◆ Exercise directions
From the records that follow, copy every line in which "ComponentToBoard" appears.

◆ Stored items
************

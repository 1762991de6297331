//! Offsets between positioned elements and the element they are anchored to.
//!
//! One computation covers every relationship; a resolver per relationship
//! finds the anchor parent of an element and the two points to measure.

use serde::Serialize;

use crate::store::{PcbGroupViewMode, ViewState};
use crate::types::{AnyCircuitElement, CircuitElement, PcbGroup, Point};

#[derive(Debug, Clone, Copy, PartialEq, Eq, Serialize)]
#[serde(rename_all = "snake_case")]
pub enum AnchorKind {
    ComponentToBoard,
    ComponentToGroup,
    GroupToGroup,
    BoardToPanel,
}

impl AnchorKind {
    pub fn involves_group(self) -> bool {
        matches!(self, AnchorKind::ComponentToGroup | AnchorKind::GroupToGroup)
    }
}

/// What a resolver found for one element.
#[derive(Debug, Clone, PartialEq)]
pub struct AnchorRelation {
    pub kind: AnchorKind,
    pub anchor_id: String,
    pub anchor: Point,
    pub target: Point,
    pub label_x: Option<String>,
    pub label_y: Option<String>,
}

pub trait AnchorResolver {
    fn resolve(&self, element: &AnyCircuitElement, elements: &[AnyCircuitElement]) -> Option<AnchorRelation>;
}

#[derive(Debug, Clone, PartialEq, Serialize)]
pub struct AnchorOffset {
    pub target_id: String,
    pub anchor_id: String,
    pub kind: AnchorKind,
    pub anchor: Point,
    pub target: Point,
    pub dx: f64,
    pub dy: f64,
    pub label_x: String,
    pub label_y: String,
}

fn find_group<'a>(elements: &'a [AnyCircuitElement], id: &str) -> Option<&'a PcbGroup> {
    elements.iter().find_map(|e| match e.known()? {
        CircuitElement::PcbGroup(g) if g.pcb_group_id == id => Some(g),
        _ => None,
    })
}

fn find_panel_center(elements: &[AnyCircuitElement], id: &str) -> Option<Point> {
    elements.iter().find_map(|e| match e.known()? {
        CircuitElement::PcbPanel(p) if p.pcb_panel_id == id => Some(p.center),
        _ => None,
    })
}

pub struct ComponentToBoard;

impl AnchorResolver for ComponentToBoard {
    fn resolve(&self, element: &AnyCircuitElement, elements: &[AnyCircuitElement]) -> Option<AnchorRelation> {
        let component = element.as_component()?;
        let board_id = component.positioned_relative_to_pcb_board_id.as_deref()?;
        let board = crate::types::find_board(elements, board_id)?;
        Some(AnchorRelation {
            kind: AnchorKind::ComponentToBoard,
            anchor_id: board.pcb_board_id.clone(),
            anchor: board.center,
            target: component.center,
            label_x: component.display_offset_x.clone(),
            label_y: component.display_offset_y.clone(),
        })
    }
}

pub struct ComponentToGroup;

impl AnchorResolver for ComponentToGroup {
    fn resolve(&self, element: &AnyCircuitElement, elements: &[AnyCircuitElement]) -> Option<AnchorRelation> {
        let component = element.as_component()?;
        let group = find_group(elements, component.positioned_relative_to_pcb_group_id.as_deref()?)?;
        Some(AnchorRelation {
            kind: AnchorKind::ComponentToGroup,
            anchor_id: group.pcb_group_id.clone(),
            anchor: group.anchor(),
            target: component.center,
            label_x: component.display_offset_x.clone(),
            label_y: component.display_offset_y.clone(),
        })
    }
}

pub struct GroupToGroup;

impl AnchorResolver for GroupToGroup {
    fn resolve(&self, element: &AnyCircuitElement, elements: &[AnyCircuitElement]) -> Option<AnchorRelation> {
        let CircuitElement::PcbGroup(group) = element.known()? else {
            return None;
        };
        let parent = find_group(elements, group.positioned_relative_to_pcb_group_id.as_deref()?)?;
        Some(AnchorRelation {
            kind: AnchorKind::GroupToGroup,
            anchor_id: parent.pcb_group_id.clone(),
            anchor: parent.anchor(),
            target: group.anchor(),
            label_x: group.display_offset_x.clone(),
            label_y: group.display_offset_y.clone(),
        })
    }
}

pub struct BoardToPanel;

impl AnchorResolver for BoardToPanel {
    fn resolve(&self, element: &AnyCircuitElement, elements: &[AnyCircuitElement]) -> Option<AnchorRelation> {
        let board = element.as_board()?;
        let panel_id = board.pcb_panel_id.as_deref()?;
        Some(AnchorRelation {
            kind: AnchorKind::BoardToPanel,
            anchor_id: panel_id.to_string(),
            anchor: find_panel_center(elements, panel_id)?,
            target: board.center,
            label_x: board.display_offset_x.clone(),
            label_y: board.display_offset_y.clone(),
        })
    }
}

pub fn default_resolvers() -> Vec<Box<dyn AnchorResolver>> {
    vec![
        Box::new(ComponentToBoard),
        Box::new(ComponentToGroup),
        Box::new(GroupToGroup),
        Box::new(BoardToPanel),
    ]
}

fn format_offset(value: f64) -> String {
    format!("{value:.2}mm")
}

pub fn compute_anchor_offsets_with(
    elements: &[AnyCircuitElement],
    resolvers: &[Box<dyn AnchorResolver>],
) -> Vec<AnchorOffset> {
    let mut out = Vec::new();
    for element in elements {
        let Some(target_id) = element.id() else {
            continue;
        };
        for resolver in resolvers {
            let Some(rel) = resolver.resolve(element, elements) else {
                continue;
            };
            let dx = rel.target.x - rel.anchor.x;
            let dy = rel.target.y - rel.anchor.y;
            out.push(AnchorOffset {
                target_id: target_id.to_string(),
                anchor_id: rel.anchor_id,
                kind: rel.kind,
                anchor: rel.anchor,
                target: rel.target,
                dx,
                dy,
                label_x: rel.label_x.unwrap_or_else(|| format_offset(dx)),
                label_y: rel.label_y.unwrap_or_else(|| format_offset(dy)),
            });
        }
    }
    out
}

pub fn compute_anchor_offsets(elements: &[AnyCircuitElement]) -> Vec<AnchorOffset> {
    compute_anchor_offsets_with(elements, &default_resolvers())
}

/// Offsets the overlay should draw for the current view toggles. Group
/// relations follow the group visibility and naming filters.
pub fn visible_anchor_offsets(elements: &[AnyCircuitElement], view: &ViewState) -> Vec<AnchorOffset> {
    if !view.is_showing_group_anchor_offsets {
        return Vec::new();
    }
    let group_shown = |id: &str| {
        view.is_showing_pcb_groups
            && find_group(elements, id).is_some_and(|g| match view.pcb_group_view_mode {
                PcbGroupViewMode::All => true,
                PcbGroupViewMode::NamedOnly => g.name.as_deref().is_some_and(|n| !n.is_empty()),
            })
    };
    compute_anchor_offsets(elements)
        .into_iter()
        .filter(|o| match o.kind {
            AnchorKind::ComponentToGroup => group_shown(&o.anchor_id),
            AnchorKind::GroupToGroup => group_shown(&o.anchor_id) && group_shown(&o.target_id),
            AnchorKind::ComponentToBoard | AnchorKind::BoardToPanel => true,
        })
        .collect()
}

************

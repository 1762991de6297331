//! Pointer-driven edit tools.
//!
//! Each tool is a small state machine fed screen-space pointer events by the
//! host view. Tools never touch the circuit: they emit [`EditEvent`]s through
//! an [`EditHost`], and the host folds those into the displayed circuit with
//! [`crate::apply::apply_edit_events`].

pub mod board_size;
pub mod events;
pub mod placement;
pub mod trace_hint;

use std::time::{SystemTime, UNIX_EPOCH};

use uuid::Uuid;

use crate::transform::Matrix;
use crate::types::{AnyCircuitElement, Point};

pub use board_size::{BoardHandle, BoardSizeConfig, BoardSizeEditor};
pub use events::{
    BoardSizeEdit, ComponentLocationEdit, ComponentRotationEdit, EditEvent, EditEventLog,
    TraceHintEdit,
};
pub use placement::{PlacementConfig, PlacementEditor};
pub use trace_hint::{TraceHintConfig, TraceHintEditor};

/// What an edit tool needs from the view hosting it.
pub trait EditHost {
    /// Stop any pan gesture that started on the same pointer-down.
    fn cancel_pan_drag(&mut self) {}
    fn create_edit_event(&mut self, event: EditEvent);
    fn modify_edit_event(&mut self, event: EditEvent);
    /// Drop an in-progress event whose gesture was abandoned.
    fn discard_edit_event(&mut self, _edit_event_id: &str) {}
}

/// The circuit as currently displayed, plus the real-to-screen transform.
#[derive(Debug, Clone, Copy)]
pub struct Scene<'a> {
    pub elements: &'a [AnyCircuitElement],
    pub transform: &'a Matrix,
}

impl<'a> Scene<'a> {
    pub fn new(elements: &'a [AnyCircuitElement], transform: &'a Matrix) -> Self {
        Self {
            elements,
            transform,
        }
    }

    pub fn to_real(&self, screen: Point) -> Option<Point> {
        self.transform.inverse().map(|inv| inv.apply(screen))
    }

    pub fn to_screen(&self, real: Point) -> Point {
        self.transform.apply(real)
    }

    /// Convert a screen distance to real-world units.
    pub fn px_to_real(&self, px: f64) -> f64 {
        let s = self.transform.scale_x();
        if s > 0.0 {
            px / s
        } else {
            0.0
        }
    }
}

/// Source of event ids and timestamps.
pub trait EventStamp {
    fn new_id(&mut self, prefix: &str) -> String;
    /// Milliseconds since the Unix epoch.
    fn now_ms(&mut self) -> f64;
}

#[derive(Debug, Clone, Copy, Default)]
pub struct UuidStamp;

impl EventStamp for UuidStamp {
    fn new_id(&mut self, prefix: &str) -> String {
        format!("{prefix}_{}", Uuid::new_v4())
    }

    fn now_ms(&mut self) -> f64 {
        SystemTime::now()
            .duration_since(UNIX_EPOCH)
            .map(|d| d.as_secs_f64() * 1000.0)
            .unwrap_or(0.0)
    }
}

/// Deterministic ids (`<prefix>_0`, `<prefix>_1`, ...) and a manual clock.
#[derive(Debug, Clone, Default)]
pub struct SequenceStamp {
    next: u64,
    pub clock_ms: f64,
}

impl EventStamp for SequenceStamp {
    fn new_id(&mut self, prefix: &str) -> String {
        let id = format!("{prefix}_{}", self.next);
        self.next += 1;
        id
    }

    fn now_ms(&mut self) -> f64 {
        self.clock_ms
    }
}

************

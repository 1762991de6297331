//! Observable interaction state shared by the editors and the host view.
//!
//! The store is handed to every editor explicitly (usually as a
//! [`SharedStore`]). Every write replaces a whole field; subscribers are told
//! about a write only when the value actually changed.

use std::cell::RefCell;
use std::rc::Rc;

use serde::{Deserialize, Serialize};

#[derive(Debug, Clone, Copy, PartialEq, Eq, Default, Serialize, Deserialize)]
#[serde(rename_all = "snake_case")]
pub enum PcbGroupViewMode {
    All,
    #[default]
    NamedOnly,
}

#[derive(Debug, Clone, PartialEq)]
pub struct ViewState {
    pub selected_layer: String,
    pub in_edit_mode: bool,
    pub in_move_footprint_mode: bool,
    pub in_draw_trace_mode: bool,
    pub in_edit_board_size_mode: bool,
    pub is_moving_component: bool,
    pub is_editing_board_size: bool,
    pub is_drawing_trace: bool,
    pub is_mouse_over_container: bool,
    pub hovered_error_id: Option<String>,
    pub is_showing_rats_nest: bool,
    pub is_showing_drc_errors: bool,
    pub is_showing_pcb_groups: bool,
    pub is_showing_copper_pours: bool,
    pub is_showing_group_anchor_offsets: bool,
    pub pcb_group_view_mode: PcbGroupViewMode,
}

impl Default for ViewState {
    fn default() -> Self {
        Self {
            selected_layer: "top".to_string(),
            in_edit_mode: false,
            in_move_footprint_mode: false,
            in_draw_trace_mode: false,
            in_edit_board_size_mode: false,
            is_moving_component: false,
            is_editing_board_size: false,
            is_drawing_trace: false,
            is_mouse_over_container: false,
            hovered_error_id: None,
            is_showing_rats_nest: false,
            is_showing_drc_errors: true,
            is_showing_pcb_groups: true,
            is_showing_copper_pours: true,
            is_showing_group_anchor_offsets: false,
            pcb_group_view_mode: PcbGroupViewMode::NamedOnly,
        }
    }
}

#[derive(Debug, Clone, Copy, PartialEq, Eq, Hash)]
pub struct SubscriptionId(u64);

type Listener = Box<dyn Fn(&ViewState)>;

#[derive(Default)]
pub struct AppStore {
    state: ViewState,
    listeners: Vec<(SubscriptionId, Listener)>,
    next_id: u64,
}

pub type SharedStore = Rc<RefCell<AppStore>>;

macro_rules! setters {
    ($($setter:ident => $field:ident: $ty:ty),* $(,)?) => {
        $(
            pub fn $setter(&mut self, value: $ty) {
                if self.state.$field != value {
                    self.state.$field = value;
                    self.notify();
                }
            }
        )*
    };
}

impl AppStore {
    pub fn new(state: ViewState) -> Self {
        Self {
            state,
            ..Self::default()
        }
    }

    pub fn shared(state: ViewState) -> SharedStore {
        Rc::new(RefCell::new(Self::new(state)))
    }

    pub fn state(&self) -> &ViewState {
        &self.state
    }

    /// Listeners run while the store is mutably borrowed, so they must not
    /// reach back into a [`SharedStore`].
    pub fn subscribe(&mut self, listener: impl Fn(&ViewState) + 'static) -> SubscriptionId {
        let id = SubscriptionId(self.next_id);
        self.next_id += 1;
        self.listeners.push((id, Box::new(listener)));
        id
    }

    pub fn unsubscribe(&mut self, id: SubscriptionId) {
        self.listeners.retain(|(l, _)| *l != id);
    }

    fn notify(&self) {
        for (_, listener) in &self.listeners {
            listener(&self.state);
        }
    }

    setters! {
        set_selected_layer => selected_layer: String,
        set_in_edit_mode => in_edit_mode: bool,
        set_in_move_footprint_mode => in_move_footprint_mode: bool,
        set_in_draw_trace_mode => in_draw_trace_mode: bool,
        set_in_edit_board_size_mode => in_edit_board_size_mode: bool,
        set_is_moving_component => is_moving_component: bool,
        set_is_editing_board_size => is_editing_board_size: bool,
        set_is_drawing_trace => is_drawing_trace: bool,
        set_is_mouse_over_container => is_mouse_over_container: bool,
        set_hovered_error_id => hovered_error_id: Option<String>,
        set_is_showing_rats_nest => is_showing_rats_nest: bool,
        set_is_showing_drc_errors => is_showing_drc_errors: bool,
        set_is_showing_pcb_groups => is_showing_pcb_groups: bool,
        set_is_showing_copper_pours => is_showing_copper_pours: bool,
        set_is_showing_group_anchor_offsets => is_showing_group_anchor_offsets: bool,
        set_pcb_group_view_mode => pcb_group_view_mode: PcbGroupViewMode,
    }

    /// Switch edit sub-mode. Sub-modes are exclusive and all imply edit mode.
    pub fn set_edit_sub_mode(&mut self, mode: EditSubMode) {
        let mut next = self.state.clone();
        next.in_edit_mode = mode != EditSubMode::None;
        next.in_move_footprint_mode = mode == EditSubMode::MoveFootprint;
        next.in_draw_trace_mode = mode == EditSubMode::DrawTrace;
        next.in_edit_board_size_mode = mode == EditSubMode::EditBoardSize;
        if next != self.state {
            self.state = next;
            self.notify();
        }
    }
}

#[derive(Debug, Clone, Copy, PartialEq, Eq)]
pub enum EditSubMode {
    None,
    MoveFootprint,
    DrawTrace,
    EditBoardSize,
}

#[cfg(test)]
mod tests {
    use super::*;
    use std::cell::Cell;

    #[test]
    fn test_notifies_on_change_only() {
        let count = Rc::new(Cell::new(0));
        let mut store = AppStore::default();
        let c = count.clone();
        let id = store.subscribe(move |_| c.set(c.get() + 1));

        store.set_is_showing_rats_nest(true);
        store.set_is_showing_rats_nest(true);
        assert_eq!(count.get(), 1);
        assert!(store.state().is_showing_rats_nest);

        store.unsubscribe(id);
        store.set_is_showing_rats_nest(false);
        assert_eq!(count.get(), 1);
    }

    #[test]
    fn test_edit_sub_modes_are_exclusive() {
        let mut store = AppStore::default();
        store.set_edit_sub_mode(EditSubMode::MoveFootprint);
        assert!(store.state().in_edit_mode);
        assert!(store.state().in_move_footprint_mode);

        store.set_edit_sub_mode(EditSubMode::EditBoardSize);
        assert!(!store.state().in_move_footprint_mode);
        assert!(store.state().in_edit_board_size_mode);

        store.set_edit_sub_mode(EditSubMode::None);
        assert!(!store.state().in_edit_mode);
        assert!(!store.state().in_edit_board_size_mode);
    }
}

************

◆ Solution to this task
    ComponentToBoard,
pub struct ComponentToBoard;
impl AnchorResolver for ComponentToBoard {
            kind: AnchorKind::ComponentToBoard,
        Box::new(ComponentToBoard),
            AnchorKind::ComponentToBoard | AnchorKind::BoardToPanel => true,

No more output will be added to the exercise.